Bone morphogenetic proteins (BMPs) are multifunctional
cytokines that belong to the
transforming growth factor-β family. BMPs were originally identified based on their unique activity, inducing heterotopic bone formation in skeletal muscle. This unique BMP activity is transduced by specific type I and type II transmembrane
kinase receptors. Among the downstream pathways activated by these receptors, the Smad1/5/8
transcription factors appear to play critical roles in BMP activity. Smad1/5/8
transcription factors are phosphorylated at the C-terminal SVS motif by BMP type I receptors and then induce the transcription of early BMP-responsive genes by binding to conserved sequences in their enhancer regions.
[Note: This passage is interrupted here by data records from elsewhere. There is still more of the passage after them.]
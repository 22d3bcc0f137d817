//! Listening socket setup and the accept loop.

use crate::runtime::connection::{Connection, ConnectionOptions};
use crate::runtime::registry::Admissions;
use std::io;
use std::net::SocketAddr;
use tokio::net::TcpListener;
use tracing::{debug, error, warn};

/// Pending connection backlog handed to listen(2).
const BACKLOG: i32 = 1024;

/// Settings applied to every accepted socket.
#[derive(Debug, Clone, Copy, Default)]
pub struct AcceptOptions {
    pub nodelay: bool,
    pub connection: ConnectionOptions,
}

/// Bind a non-blocking listener with SO_REUSEADDR.
///
/// Must be called from within a tokio runtime.
pub fn bind(addr: SocketAddr) -> io::Result<TcpListener> {
    let socket = socket2::Socket::new(
        socket2::Domain::for_address(addr),
        socket2::Type::STREAM,
        Some(socket2::Protocol::TCP),
    )?;

    socket.set_reuse_address(true)?;
    socket.set_nonblocking(true)?;
    socket.bind(&addr.into())?;
    socket.listen(BACKLOG)?;

    TcpListener::from_std(socket.into())
}

/// Accept connections forever, handing each to the registry.
///
/// A failed accept is logged and the loop continues. Returns only once the
/// registry side of the channel is gone.
pub async fn accept_loop(listener: TcpListener, admissions: Admissions, options: AcceptOptions) {
    loop {
        match listener.accept().await {
            Ok((stream, peer)) => {
                if options.nodelay {
                    if let Err(e) = stream.set_nodelay(true) {
                        warn!(peer = %peer, error = %e, "Failed to set TCP_NODELAY");
                    }
                }

                debug!(peer = %peer, "Accepted connection");
                let conn = Connection::spawn(stream, peer, options.connection);
                if admissions.send(conn).is_err() {
                    debug!("Registry dropped, stopping accept loop");
                    return;
                }
            }
            Err(e) => {
                error!(error = %e, "Failed to accept connection");
            }
        }
    }
}

#[cfg(test)]
mod tests {
    use super::*;
    use crate::runtime::registry::ConnectionRegistry;
    use std::time::Duration;
    use tokio::io::AsyncWriteExt;
    use tokio::net::TcpStream;

    #[tokio::test]
    async fn test_accepted_connections_reach_registry() {
        let listener = bind("127.0.0.1:0".parse().unwrap()).unwrap();
        let addr = listener.local_addr().unwrap();
        let (mut registry, admissions) = ConnectionRegistry::new(16);
        tokio::spawn(accept_loop(listener, admissions, AcceptOptions::default()));

        let mut client = TcpStream::connect(addr).await.unwrap();
        client.write_all(b"hello\n").await.unwrap();
        tokio::time::sleep(Duration::from_millis(50)).await;

        assert_eq!(registry.admit(), 1);
        let snapshot = registry.snapshot();
        assert_eq!(snapshot.len(), 1);
        assert_eq!(snapshot[0].0.as_deref(), Some("hello\n"));

        drop(client);
        tokio::time::sleep(Duration::from_millis(50)).await;
        assert_eq!(registry.prune(), 1);
        assert!(registry.is_empty());
    }

    #[tokio::test]
    async fn test_accept_loop_stops_without_registry() {
        let listener = bind("127.0.0.1:0".parse().unwrap()).unwrap();
        let addr = listener.local_addr().unwrap();
        let (registry, admissions) = ConnectionRegistry::new(16);
        drop(registry);
        let task = tokio::spawn(accept_loop(listener, admissions, AcceptOptions::default()));

        let _client = TcpStream::connect(addr).await.unwrap();
        tokio::time::timeout(Duration::from_secs(1), task)
            .await
            .unwrap()
            .unwrap();
    }
}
The linker regions of Smad1/5/8 contain multiple
kinase phosphorylation sites, and phosphorylation and dephosphorylation of these sites regulate the transcriptional activity of
Smad proteins. Gain-of-function mutations in one
BMP type I receptor have been identified in patients with
fibrodysplasia ossificans progressiva, a rare
genetic disorder that is characterized by progressive heterotopic bone formation in the skeletal muscle. The mutant receptors activate the Smad signaling pathway even in the absence of BMPs, therefore novel inhibitors for the
BMP receptor - Smad axis are being developed to prevent heterotopic bone formation in
fibrodysplasia ossificans progressiva. Taken together, the data in the literature show that the
BMP type I receptor - Smad signaling axis is the critical pathway for the unique activity of BMPs and is a potential therapeutic target for pathological conditions caused by inappropriate BMP activity.